OS-level command confinement for the Bash tool.

When a run is confined (ExAthena.ToolContext.allowed_roots is set), shell commands are wrapped so they cannot write outside the roots:

  • macOSsandbox-exec with a generated SBPL profile that allows reads, exec and network but denies all writes except under the roots and the OS temp dir.
  • Linuxbwrap (bubblewrap): the whole filesystem mounted read-only, the roots and the temp dir bind-mounted read-write.

Reads and network stay open — that's the FS write boundary, not a full jail (network egress is handled separately by the web tools' SSRF guard). The OS temp dir stays writable so ordinary toolchains (compilers, mktemp) work.

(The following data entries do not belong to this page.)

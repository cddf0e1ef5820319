use crate::payload::AnalysisRequest;

const RESPONSE_SHAPE: &str = r#"{
  "overview": {"summary": "", "dominantMood": ""},
  "recurringSymbols": [{"symbol": "", "frequency": 0, "description": "", "possibleMeaning": "", "contexts": [""]}],
  "dominantThemes": [{"theme": "", "frequency": 0, "description": "", "relatedSymbols": [""], "emotionalTone": ""}],
  "emotionalPatterns": [{"emotion": "", "averageIntensity": 0.0, "frequency": 0, "trend": "rising|falling|stable", "associatedThemes": [""]}],
  "lifeAreaInsights": [{"area": "", "relatedSymbols": [""], "challenges": [""], "strengths": [""], "suggestions": [""]}],
  "personalGrowth": {"potentialAreas": [""], "suggestions": [""]},
  "timeline": [{"timeframe": "", "dominantThemes": [""], "dominantEmotions": [""], "summary": ""}],
  "recommendations": {"general": [""], "actionable": [""]}
}"#;

/// Text prompt for the external model: instructions, response shape, then the payload.
pub fn render_prompt(request: &AnalysisRequest) -> serde_json::Result<String> {
    let payload = serde_json::to_string_pretty(request)?;
    Ok(format!(
        r#"You will receive {total} diary entries ({dreams} dreams, {journal} journal entries) covering "{range}".
Identify recurring symbols, dominant themes, emotional patterns and how they shift over time.

Answer with a single JSON object of exactly this shape:
{shape}

CONSTRAINTS:
- "frequency" is the share of entries in percent (0-100).
- "averageIntensity" is between 0 and 1.
- Order symbols and themes by descending frequency.
- Use the "periods" of the input as timeframes for "timeline".
- Base every statement on the entries; do not invent events.

INPUT JSON:
<{payload}>"#,
        total = request.counts.total,
        dreams = request.counts.dreams,
        journal = request.counts.journal_entries,
        range = request.time_range,
        shape = RESPONSE_SHAPE,
        payload = payload,
    ))
}
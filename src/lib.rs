pub mod error;
pub mod record;
pub mod normalize;
pub mod eligibility;
pub mod timeline;
pub mod stats;
pub mod payload;
pub mod prompt;
pub mod report;
pub mod assembler;
pub mod pipeline;

pub use error::{PipelineError, Result};
pub use pipeline::{prepare, run, AggregationOpts, AnalysisBackend, PreparedAnalysis};
pub use report::PatternReport;
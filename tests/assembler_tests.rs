use dreamscope::assembler::{assemble, parse_analysis_text, AssemblyContext};
use dreamscope::payload::EntryCounts;
use dreamscope::stats::{MoodLabel, Trend};
use dreamscope::PipelineError;
use serde_json::{json, Value};

fn ctx() -> AssemblyContext {
    AssemblyContext {
        time_range: "30 Tage".to_string(),
        counts: EntryCounts { dreams: 2, journal_entries: 1, total: 3 },
        mood_label: MoodLabel::Positive,
    }
}

fn full_analysis() -> Value {
    json!({
        "overview": {"summary": "Water keeps returning.", "timespan": "ignored", "totalEntries": 99, "dominantMood": "calm"},
        "recurringSymbols": [
            {"symbol": "door", "frequency": 20, "description": "closed doors", "possibleMeaning": "choices", "contexts": ["house"]},
            {"symbol": "water", "frequency": "66%", "description": "rivers", "possibleMeaning": "emotion", "contexts": ["sea", "rain"]},
            "not an object",
            {"symbol": "  ", "frequency": 90}
        ],
        "dominantThemes": [
            {"theme": "transition", "frequency": 150, "description": "", "relatedSymbols": ["door"], "emotionalTone": "hopeful"}
        ],
        "emotionalPatterns": [
            {"emotion": "fear", "averageIntensity": 7, "frequency": 30, "trend": "steigend", "associatedThemes": ["transition"]},
            {"emotion": "joy", "averageIntensity": 0.4, "frequency": 60, "trend": "unclear"}
        ],
        "recommendations": {"general": ["Keep writing"], "actionable": ["Note water dreams"]}
    })
}

#[test]
fn missing_emotional_patterns_is_malformed() {
    let mut raw = full_analysis();
    raw.as_object_mut().unwrap().remove("emotionalPatterns");
    let err = assemble(&raw, &ctx()).unwrap_err();
    match &err {
        PipelineError::MalformedAnalysis { section, .. } => assert_eq!(section, "emotionalPatterns"),
        other => panic!("unexpected error {other:?}"),
    }
    assert!(err.is_retryable());
    assert!(!err.is_user_facing());
}

#[test]
fn every_required_section_is_checked() {
    for section in ["overview", "recurringSymbols", "dominantThemes", "emotionalPatterns", "recommendations"] {
        let mut raw = full_analysis();
        raw.as_object_mut().unwrap().remove(section);
        assert!(
            matches!(assemble(&raw, &ctx()), Err(PipelineError::MalformedAnalysis { .. })),
            "missing {section} was accepted"
        );
    }
}

#[test]
fn wrong_section_type_is_malformed() {
    let mut raw = full_analysis();
    raw["dominantThemes"] = json!({"theme": "not a list"});
    let err = assemble(&raw, &ctx()).unwrap_err();
    assert!(err.to_string().contains("expected array, got object"));

    let err = assemble(&json!(["not", "an", "object"]), &ctx()).unwrap_err();
    assert!(matches!(err, PipelineError::MalformedAnalysis { ref section, .. } if section == "root"));
}

#[test]
fn assembles_and_normalizes_report() {
    let report = assemble(&full_analysis(), &ctx()).expect("report");

    assert_eq!(report.overview.summary, "Water keeps returning.");
    assert_eq!(report.overview.timespan, "30 Tage");
    assert_eq!(report.overview.dream_count, 2);
    assert_eq!(report.overview.journal_count, 1);
    assert_eq!(report.overview.total_entries, 3);
    assert_eq!(report.overview.dominant_mood, "calm");

    let symbols: Vec<&str> = report.recurring_symbols.iter().map(|s| s.symbol.as_str()).collect();
    assert_eq!(symbols, vec!["water", "door"]);
    assert_eq!(report.recurring_symbols[0].frequency, 66.0);
    assert_eq!(report.recurring_symbols[0].possible_meaning, "emotion");

    assert_eq!(report.dominant_themes[0].frequency, 100.0);

    assert_eq!(report.emotional_patterns[0].emotion, "joy");
    assert_eq!(report.emotional_patterns[0].trend, Trend::Stable);
    assert_eq!(report.emotional_patterns[1].average_intensity, 0.7);
    assert_eq!(report.emotional_patterns[1].trend, Trend::Rising);

    for p in &report.emotional_patterns {
        assert!((0.0..=1.0).contains(&p.average_intensity));
        assert!((0.0..=100.0).contains(&p.frequency));
    }

    assert_eq!(report.recommendations.general, vec!["Keep writing"]);
    assert_eq!(report.recommendations.actionable, vec!["Note water dreams"]);
}

#[test]
fn optional_sections_stay_empty_when_absent() {
    let report = assemble(&full_analysis(), &ctx()).expect("report");
    assert!(report.life_area_insights.is_empty());
    assert!(report.word_frequency.is_empty());
    assert!(report.timeline.is_empty());
    assert!(report.personal_growth.is_empty());
}

#[test]
fn optional_sections_are_carried_through() {
    let mut raw = full_analysis();
    let obj = raw.as_object_mut().unwrap();
    obj.insert("lifeAreaInsights".into(), json!([{"area": "Work", "challenges": ["deadlines"], "strengths": ["focus"]}]));
    obj.insert("wordFrequency".into(), json!([{"word": "water", "count": 2}, {"word": "house", "count": "5"}]));
    obj.insert("timeline".into(), json!([{"timeframe": "2024-03", "dominantThemes": ["transition"], "summary": "calmer"}]));
    obj.insert("personalGrowth".into(), json!({"potentialAreas": ["trust"], "suggestions": ["meditate"]}));

    let report = assemble(&raw, &ctx()).expect("report");
    assert_eq!(report.life_area_insights[0].area, "Work");
    assert_eq!(report.life_area_insights[0].challenges, vec!["deadlines"]);
    assert_eq!(report.word_frequency[0].word, "house");
    assert_eq!(report.word_frequency[0].count, 5);
    assert_eq!(report.timeline[0].timeframe, "2024-03");
    assert_eq!(report.personal_growth.potential_areas, vec!["trust"]);
}

#[test]
fn dominant_mood_falls_back_to_measured_label() {
    let mut raw = full_analysis();
    raw["overview"] = json!({"summary": "short"});
    let report = assemble(&raw, &ctx()).expect("report");
    assert_eq!(report.overview.dominant_mood, "positive");
}

#[test]
fn report_serializes_in_camel_case() {
    let report = assemble(&full_analysis(), &ctx()).expect("report");
    let v = serde_json::to_value(&report).unwrap();
    assert!(v.get("recurringSymbols").is_some());
    assert_eq!(v["emotionalPatterns"][1]["trend"], "rising");
    assert_eq!(v["overview"]["totalEntries"], 3);
}

#[test]
fn analysis_text_with_fence_parses() {
    let text = format!("```json\n{}\n```", full_analysis());
    let raw = parse_analysis_text(&text).expect("parsed");
    assert!(assemble(&raw, &ctx()).is_ok());

    let err = parse_analysis_text("Sorry, I cannot help with that.").unwrap_err();
    assert!(err.is_retryable());
}
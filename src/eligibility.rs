use crate::error::{PipelineError, Result};
use crate::record::{RawDream, RawJournalEntry};

pub const DEFAULT_MIN_ENTRIES: usize = 3;

/// Records allowed into one aggregation run.
#[derive(Debug, Clone, Default)]
pub struct EligibleSet {
    pub dreams: Vec<RawDream>,
    pub journal_entries: Vec<RawJournalEntry>,
}

impl EligibleSet {
    pub fn total(&self) -> usize {
        self.dreams.len() + self.journal_entries.len()
    }
}

/// Keeps every dream and the journal entries the user opted into analysis.
/// Fails before any further work when fewer than `min_entries` remain.
pub fn select_eligible(
    dreams: &[RawDream],
    journal_entries: &[RawJournalEntry],
    min_entries: usize,
) -> Result<EligibleSet> {
    let set = EligibleSet {
        dreams: dreams.to_vec(),
        journal_entries: journal_entries.iter().filter(|j| j.include_in_analysis).cloned().collect(),
    };
    let total = set.total();
    if total < min_entries {
        return Err(PipelineError::InsufficientData { total, required: min_entries });
    }
    tracing::debug!(
        dreams = set.dreams.len(),
        journal = set.journal_entries.len(),
        skipped = journal_entries.len() - set.journal_entries.len(),
        "selected eligible entries"
    );
    Ok(set)
}
use chrono::{DateTime, NaiveDate, NaiveDateTime, Utc};
use serde::de::{self, Deserializer};
use serde::{Deserialize, Serialize};
use serde_json::Value;

/// A dream as handed over by the storage layer.
#[derive(Debug, Clone, Serialize, Deserialize)]
#[serde(rename_all = "camelCase")]
pub struct RawDream {
    #[serde(deserialize_with = "text_or_number")]
    pub id: String,
    pub title: String,
    pub content: String,
    #[serde(default, deserialize_with = "opt_text_or_number")]
    pub date: Option<String>,
    /// Storage timestamp in any layout `parse_day` understands.
    #[serde(default, deserialize_with = "opt_text_or_number")]
    pub created_at: Option<String>,
    /// Stored AI analysis: serialized JSON text, an inline object, or null.
    #[serde(default)]
    pub analysis: Option<Value>,
    #[serde(default)]
    pub tags: Option<Vec<String>>,
    #[serde(default)]
    pub mood_before_sleep: Option<i64>,
    #[serde(default)]
    pub mood_after_wakeup: Option<i64>,
    #[serde(default)]
    pub mood_notes: Option<String>,
}

#[derive(Debug, Clone, Serialize, Deserialize)]
#[serde(rename_all = "camelCase")]
pub struct RawJournalEntry {
    #[serde(deserialize_with = "text_or_number")]
    pub id: String,
    pub title: String,
    pub content: String,
    #[serde(default, deserialize_with = "opt_text_or_number")]
    pub date: Option<String>,
    /// Storage timestamp in any layout `parse_day` understands.
    #[serde(default, deserialize_with = "opt_text_or_number")]
    pub created_at: Option<String>,
    #[serde(default)]
    pub tags: Option<Vec<String>>,
    #[serde(default)]
    pub mood: Option<i64>,
    #[serde(default)]
    pub include_in_analysis: bool,
}

/// Everything one aggregation request needs, as read by the CLI.
#[derive(Debug, Clone, Default, Serialize, Deserialize)]
#[serde(rename_all = "camelCase")]
pub struct DiaryInput {
    #[serde(default)]
    pub dreams: Vec<RawDream>,
    #[serde(default)]
    pub journal_entries: Vec<RawJournalEntry>,
    #[serde(default)]
    pub time_range: Option<String>,
}

/// Calendar day of a record: the explicit `date` when it parses, else
/// `created_at`. `None` only when neither field yields a day.
pub fn resolve_date(date: Option<&str>, created_at: Option<&str>) -> Option<NaiveDate> {
    fn present(v: Option<&str>) -> Option<&str> {
        v.map(str::trim).filter(|d| !d.is_empty())
    }
    if let Some(raw) = present(date) {
        match parse_day(raw) {
            Some(day) => return Some(day),
            None => tracing::debug!(date = raw, "unparseable entry date, falling back to createdAt"),
        }
    }
    let raw = present(created_at)?;
    let day = parse_day(raw);
    if day.is_none() {
        tracing::debug!(created_at = raw, "unparseable createdAt");
    }
    day
}

/// Storage ids and timestamps arrive as strings or as bare numbers.
fn text_or_number<'de, D: Deserializer<'de>>(d: D) -> Result<String, D::Error> {
    match Value::deserialize(d)? {
        Value::String(s) => Ok(s),
        Value::Number(n) => Ok(n.to_string()),
        other => Err(de::Error::custom(format!("expected a string or number, got {other}"))),
    }
}

fn opt_text_or_number<'de, D: Deserializer<'de>>(d: D) -> Result<Option<String>, D::Error> {
    match Value::deserialize(d)? {
        Value::Null => Ok(None),
        Value::String(s) => Ok(Some(s)),
        Value::Number(n) => Ok(Some(n.to_string())),
        other => Err(de::Error::custom(format!("expected a string or number, got {other}"))),
    }
}

/// Accepts RFC 3339 timestamps, plain `YYYY-MM-DD` days, a few common
/// date-time layouts and epoch seconds/milliseconds.
pub fn parse_day(s: &str) -> Option<NaiveDate> {
    if let Ok(dt) = DateTime::parse_from_rfc3339(s) {
        return Some(dt.with_timezone(&Utc).date_naive());
    }
    let day_fmts = ["%Y-%m-%d", "%Y/%m/%d", "%d.%m.%Y"];
    for f in day_fmts.iter() {
        if let Ok(d) = NaiveDate::parse_from_str(s, f) {
            return Some(d);
        }
    }
    let fmts = [
        "%Y-%m-%d %H:%M:%S%.f",
        "%Y-%m-%d %H:%M:%S",
        "%Y-%m-%dT%H:%M:%S%.f",
        "%Y-%m-%dT%H:%M:%S",
        "%Y/%m/%d %H:%M:%S",
    ];
    for f in fmts.iter() {
        if let Ok(ndt) = NaiveDateTime::parse_from_str(s, f) {
            return Some(ndt.date());
        }
    }
    parse_epoch_day(s)
}

fn parse_epoch_day(s: &str) -> Option<NaiveDate> {
    if s.is_empty() || !s.chars().all(|c| c.is_ascii_digit()) {
        return None;
    }
    let n = s.parse::<i64>().ok()?;
    let dt = match s.len() {
        10 => DateTime::<Utc>::from_timestamp(n, 0),
        13 => DateTime::<Utc>::from_timestamp_millis(n),
        _ => None,
    };
    dt.map(|d| d.date_naive())
}
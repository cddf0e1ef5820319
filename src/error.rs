use thiserror::Error;

#[derive(Debug, Error)]
pub enum PipelineError {
    #[error("not enough entries for pattern analysis: {total} eligible, at least {required} required")]
    InsufficientData { total: usize, required: usize },
    #[error("{kind} entry {id} has neither a usable date nor createdAt")]
    UndatedEntry { kind: &'static str, id: String },
    #[error("analysis result is malformed ({section}): {reason}")]
    MalformedAnalysis { section: String, reason: String },
    #[error("analysis text is not valid json: {0}")]
    AnalysisJson(#[from] serde_json::Error),
    #[error("analysis backend failed: {0}")]
    Backend(String),
}

impl PipelineError {
    pub fn malformed(section: impl Into<String>, reason: impl Into<String>) -> Self {
        PipelineError::MalformedAnalysis { section: section.into(), reason: reason.into() }
    }

    /// Validation failures the user can fix by writing more entries.
    pub fn is_user_facing(&self) -> bool {
        matches!(self, PipelineError::InsufficientData { .. })
    }

    /// Faults of the external analysis step; calling it again may succeed.
    pub fn is_retryable(&self) -> bool {
        matches!(
            self,
            PipelineError::MalformedAnalysis { .. } | PipelineError::AnalysisJson(_) | PipelineError::Backend(_)
        )
    }
}

pub type Result<T> = std::result::Result<T, PipelineError>;
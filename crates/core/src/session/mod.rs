//! Cast session: a hierarchical state machine driven by one worker thread.
//!
//! Every API call, channel callback and negotiation callback becomes a
//! [`Message`] on the session queue. The worker hands each message to the
//! active [`SessionState`], which may defer it, run a processor from the
//! dispatch table, or transfer to another state.
//!
//! ```text
//! add_device ──▶ CONNECT ──▶ Disconnected ──▶ Connecting ──▶ Connected ──▶ Paused ⇄ Playing
//!                                 ▲                │               │          └── Stream
//!                                 └──── Disconnecting ◀── DISCONNECT / ERROR / TIMEOUT
//! ```
//!
//! Callbacks from channels and the protocol controller hold a weak handle;
//! once the last [`Session`] clone drops, the worker tears down whatever is
//! still open and exits.

mod dispatch;
mod handle;
pub mod listener;
pub mod message;
pub mod player;
pub mod properties;
pub mod queue;
pub mod state;
mod states;
mod worker;

use std::sync::Arc;
use std::sync::atomic::Ordering;
use std::thread::{self, JoinHandle};

use parking_lot::Mutex;

use crate::channel::ConnectionRegistry;
use crate::config::{SessionConfig, SessionRole};
use crate::device::{DeviceManager, RemoteDeviceInfo};
use crate::error::{CastError, Result};
use crate::protocol::FeatureSet;

use self::worker::SessionCore;
use self::handle::{SessionHandle, Shared};

pub use worker::ModuleState;
pub use handle::RENDER_READY_ACTION;
pub use listener::{ListenerRegistry, SessionListener, event};
pub use message::{Message, MessageId};
pub use player::{MirrorPlayer, MirrorRenderer, StreamManager};
pub use properties::{CastMode, SessionProperties};
pub use queue::MessageQueue;
pub use state::SessionState;

struct Inner {
    shared: Arc<Shared>,
    config: SessionConfig,
    device_manager: Arc<dyn DeviceManager>,
    worker: Mutex<Option<JoinHandle<()>>>,
}

impl Drop for Inner {
    fn drop(&mut self) {
        self.shared.queue.close();
        if let Some(worker) = self.worker.lock().take() {
            if worker.thread().id() == thread::current().id() {
                return;
            }
            if worker.join().is_err() {
                tracing::error!("session worker panicked");
            }
        }
    }
}

/// One casting session to a single remote device.
///
/// Cheap to clone; clones drive the same session. Dropping the last clone
/// stops the worker and waits for it.
#[derive(Clone)]
pub struct Session {
    inner: Arc<Inner>,
}

impl Session {
    /// Create a session, enter `Disconnected` and start its worker.
    pub fn new(
        config: SessionConfig,
        registry: ConnectionRegistry,
        device_manager: Arc<dyn DeviceManager>,
    ) -> Result<Session> {
        let session_id = config.id_generator.session_id();
        let shared = Arc::new(Shared::new(session_id, config.cast_mode));

        let mut core = SessionCore::new(
            shared.clone(),
            config.clone(),
            registry,
            device_manager.clone(),
        );
        core.init();

        let worker = thread::Builder::new()
            .name(format!("cast-session-{session_id}"))
            .spawn(move || run(core))?;

        tracing::info!(session_id, role = ?config.role, link = ?config.link_type, "session created");
        Ok(Session {
            inner: Arc::new(Inner {
                shared,
                config,
                device_manager,
                worker: Mutex::new(Some(worker)),
            }),
        })
    }

    fn shared(&self) -> &Arc<Shared> {
        &self.inner.shared
    }

    pub fn session_id(&self) -> u32 {
        self.shared().session_id()
    }

    /// The id as a string; falls back to the negotiated RTSP port when no
    /// id has been assigned.
    pub fn session_id_string(&self) -> String {
        match self.session_id() {
            0 => self.shared().rtsp_port.load(Ordering::SeqCst).to_string(),
            id => id.to_string(),
        }
    }

    pub fn role(&self) -> SessionRole {
        self.inner.config.role
    }

    pub fn state(&self) -> SessionState {
        *self.shared().state.lock()
    }

    pub fn cast_mode(&self) -> CastMode {
        *self.shared().cast_mode.lock()
    }

    pub fn register_listener(&self, pid: u32, listener: Arc<dyn SessionListener>) {
        self.shared().listeners.register(pid, listener);
    }

    pub fn unregister_listener(&self, pid: u32) -> bool {
        self.shared().listeners.unregister(pid)
    }

    /// Start casting to `device_id`.
    ///
    /// Validation happens here; the connect itself runs on the worker and
    /// reports through the registered listeners.
    pub fn add_device(&self, device_id: &str) -> Result<()> {
        if device_id.is_empty() {
            return Err(CastError::InvalidRequest("device id is empty".to_string()));
        }
        let shared = self.shared();
        if !shared
            .listeners
            .wait_for_listener(self.inner.config.listener_wait)
        {
            tracing::error!(device_id, "no session listener registered");
            return Err(CastError::NoListener);
        }
        if shared.devices.contains(device_id) {
            return Err(CastError::DeviceExists(device_id.to_string()));
        }
        if self.inner.device_manager.get_device(device_id).is_none() {
            return Err(CastError::DeviceNotFound(device_id.to_string()));
        }
        if self.inner.config.role == SessionRole::Sink
            && shared
                .properties
                .wait(self.inner.config.properties_wait)
                .is_none()
        {
            return Err(CastError::PropertiesTimeout);
        }

        if !self.inner.device_manager.is_trusted(device_id) {
            shared
                .queue
                .post(Message::new(MessageId::Auth).with_str(device_id))?;
        }
        shared
            .queue
            .post(Message::new(MessageId::Connect).with_str(device_id))
    }

    /// Disconnect `device_id`. Unknown devices are rejected.
    pub fn remove_device(&self, device_id: &str) -> Result<()> {
        if !self.shared().devices.contains(device_id) {
            return Err(CastError::DeviceNotFound(device_id.to_string()));
        }
        self.post(Message::new(MessageId::Disconnect).with_str(device_id))
    }

    pub fn play(&self) -> Result<()> {
        self.post(Message::new(MessageId::Play))
    }

    pub fn pause(&self) -> Result<()> {
        self.post(Message::new(MessageId::Pause))
    }

    /// Switch between mirroring and stream projection. Applied while
    /// playing and forwarded to the peer.
    pub fn set_cast_mode(&self, mode: CastMode) -> Result<()> {
        self.post(Message::new(MessageId::SetCastMode).with_args(mode.code(), 0))
    }

    /// Propose `features` to the peer once connected. Needs the custom
    /// params feature on both ends; both sides keep the intersection.
    pub fn renegotiate_features(&self, features: &FeatureSet) -> Result<()> {
        self.post(Message::new(MessageId::UpdateFeatures).with_str(features.to_string()))
    }

    /// Provide the source's consult data to a sink. Must happen before
    /// [`add_device`](Self::add_device) returns on a sink.
    pub fn set_session_properties(&self, properties: SessionProperties) {
        tracing::debug!(session_id = properties.session_id, rtsp_port = properties.rtsp_port, "session properties set");
        self.shared().properties.set(properties);
    }

    pub fn set_session_properties_json(&self, json: &str) -> Result<()> {
        self.set_session_properties(SessionProperties::from_json(json)?);
        Ok(())
    }

    pub fn session_properties(&self) -> Option<SessionProperties> {
        self.shared().properties.get()
    }

    /// Consult data to hand to the peer out of band.
    pub fn consult_data(&self) -> Result<String> {
        self.session_properties()
            .ok_or_else(|| CastError::InvalidRequest("no connect attempt running".to_string()))?
            .to_json()
    }

    pub fn device(&self, device_id: &str) -> Option<RemoteDeviceInfo> {
        self.shared().devices.get(device_id)
    }

    pub fn device_ids(&self) -> Vec<String> {
        self.shared().devices.ids()
    }

    /// Attach `renderer` as this session's mirror pipeline.
    pub fn create_mirror_player(&self, renderer: Arc<dyn MirrorRenderer>) -> MirrorPlayer {
        self.shared().set_renderer(Some(renderer.clone()));
        MirrorPlayer::new(SessionHandle::new(self.shared()), renderer)
    }

    pub fn set_stream_manager(&self, manager: Option<Arc<dyn StreamManager>>) {
        self.shared().set_stream_manager(manager);
    }

    /// Open a stream channel while in `Stream`: listen when `port` is 0 and
    /// advertise the port to the peer, otherwise connect to it.
    pub fn create_stream_channel(&self, port: u16) -> Result<()> {
        self.post(Message::new(MessageId::StreamChannelCreate).with_args(i32::from(port), 0))
    }

    /// Send a stream action (JSON) to the peer.
    pub fn send_stream_action(&self, action: &str) -> Result<()> {
        self.post(Message::new(MessageId::StreamSendActionEventToPeers).with_str(action))
    }

    pub fn post(&self, message: Message) -> Result<()> {
        self.shared().queue.post(message)
    }

    /// Stop the worker now. Other clones see a closed session.
    pub fn release(&self) {
        self.shared().queue.close();
        if let Some(worker) = self.inner.worker.lock().take()
            && worker.thread().id() != thread::current().id()
            && worker.join().is_err()
        {
            tracing::error!("session worker panicked");
        }
    }
}

fn run(mut core: SessionCore) {
    tracing::debug!(session_id = core.session_id, "session worker started");
    while let Some(message) = core.shared.queue.next() {
        core.handle_message(message);
    }
    core.shutdown();
}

Where no sandbox helper is available the command is returned unwrapped and the caller is expected to warn: we never fake confinement with a command-string scan (trivially bypassed via subshells/eval), so it's real-sandbox-or-nothing.

Summary

Functions

Whether an OS sandbox helper is available on this host.

Build the argv to run command confined to roots with working dir cwd.

Functions

available?()

@spec available?() :: boolean()

Whether an OS sandbox helper is available on this host.

wrap(command, roots, cwd)

@spec wrap(String.t(), [Path.t()], Path.t()) ::
  {:ok, {String.t(), [String.t()]}} | {:unavailable, {String.t(), [String.t()]}}

Build the argv to run command confined to roots with working dir cwd.

Returns {:ok, {executable, args}} when an OS sandbox is available, or {:unavailable, {executable, args}} (the bare sh -c command) otherwise.